[WHAT IS REQUIRED]
Print the records below word for word, beginning with the first line and ending once the line containing "file, returned by" is printed.

SUPPLIED MATERIAL section start

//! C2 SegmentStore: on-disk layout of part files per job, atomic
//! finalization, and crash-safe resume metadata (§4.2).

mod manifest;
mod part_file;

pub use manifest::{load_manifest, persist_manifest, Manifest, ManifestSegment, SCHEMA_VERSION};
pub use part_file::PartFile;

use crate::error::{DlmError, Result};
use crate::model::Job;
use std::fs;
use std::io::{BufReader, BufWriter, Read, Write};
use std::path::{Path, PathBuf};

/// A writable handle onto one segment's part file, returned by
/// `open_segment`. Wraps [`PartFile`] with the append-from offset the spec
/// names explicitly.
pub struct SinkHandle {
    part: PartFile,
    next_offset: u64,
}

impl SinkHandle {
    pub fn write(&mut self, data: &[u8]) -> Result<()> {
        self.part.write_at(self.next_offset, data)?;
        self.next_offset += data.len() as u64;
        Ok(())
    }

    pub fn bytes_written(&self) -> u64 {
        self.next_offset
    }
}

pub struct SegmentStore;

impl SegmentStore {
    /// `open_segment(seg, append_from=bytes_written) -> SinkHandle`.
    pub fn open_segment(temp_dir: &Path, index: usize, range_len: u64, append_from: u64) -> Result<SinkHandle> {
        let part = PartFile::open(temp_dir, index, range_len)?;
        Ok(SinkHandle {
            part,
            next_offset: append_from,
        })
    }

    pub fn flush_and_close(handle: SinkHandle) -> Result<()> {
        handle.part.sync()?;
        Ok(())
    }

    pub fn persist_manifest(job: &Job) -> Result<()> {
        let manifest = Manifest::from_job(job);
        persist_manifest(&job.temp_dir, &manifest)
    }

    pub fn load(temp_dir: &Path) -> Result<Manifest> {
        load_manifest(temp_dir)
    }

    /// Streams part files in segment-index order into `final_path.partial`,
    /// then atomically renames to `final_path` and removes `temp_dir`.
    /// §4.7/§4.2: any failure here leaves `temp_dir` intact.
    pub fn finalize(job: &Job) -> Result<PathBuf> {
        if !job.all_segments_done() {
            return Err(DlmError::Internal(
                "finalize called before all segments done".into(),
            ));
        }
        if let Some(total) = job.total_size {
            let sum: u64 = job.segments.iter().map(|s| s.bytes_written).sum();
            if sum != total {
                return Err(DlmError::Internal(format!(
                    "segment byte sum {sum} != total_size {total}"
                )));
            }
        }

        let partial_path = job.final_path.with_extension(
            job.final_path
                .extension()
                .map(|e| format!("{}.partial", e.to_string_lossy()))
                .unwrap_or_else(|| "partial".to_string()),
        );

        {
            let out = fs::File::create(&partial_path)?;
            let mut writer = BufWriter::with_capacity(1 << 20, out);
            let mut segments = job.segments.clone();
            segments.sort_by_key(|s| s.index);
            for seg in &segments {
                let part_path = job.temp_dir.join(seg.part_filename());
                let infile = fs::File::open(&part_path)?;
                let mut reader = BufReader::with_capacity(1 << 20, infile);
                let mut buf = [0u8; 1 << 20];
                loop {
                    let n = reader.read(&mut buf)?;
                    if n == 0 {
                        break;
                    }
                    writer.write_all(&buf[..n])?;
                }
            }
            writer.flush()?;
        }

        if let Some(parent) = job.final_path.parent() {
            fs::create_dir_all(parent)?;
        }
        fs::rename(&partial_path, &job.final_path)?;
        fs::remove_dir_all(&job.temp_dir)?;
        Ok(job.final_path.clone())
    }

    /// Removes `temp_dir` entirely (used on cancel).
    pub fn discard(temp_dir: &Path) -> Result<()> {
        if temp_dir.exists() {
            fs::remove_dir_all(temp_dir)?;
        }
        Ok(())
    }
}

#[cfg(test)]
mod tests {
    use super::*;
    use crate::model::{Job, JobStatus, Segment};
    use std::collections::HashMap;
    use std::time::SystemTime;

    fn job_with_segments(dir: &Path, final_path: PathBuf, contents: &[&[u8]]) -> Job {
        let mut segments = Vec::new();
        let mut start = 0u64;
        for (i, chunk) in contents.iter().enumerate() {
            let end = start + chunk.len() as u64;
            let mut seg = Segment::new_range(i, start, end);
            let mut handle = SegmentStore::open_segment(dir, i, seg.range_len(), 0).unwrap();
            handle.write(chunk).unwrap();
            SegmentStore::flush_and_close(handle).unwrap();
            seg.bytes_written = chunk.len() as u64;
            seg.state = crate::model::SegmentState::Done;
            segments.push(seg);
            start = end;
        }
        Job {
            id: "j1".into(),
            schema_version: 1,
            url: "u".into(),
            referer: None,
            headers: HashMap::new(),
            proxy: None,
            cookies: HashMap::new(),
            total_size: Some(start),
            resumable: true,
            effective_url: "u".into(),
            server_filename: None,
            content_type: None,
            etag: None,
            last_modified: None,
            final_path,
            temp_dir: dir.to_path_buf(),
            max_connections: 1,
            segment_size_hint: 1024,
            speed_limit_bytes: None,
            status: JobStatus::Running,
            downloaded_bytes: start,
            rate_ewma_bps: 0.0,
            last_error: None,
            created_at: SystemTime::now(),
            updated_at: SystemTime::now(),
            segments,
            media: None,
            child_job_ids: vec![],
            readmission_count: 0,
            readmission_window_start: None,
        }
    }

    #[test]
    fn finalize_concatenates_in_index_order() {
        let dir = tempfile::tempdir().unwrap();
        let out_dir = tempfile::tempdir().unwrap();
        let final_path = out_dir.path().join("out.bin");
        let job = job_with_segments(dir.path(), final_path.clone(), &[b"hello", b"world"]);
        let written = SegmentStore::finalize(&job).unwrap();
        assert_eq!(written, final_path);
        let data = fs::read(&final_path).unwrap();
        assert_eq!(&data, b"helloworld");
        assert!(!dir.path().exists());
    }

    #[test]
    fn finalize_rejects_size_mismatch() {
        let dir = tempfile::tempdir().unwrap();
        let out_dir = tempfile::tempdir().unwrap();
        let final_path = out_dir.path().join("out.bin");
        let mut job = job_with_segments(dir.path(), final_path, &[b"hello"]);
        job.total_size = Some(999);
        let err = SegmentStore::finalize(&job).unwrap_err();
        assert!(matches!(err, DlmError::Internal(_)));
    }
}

SUPPLIED MATERIAL section end

[EXERCISE RESULT]
//! C2 SegmentStore: on-disk layout of part files per job, atomic
//! finalization, and crash-safe resume metadata (§4.2).

mod manifest;
mod part_file;

pub use manifest::{load_manifest, persist_manifest, Manifest, ManifestSegment, SCHEMA_VERSION};
pub use part_file::PartFile;

use crate::error::{DlmError, Result};
use crate::model::Job;
use std::fs;
use std::io::{BufReader, BufWriter, Read, Write};
use std::path::{Path, PathBuf};

/// A writable handle onto one segment's part file, returned by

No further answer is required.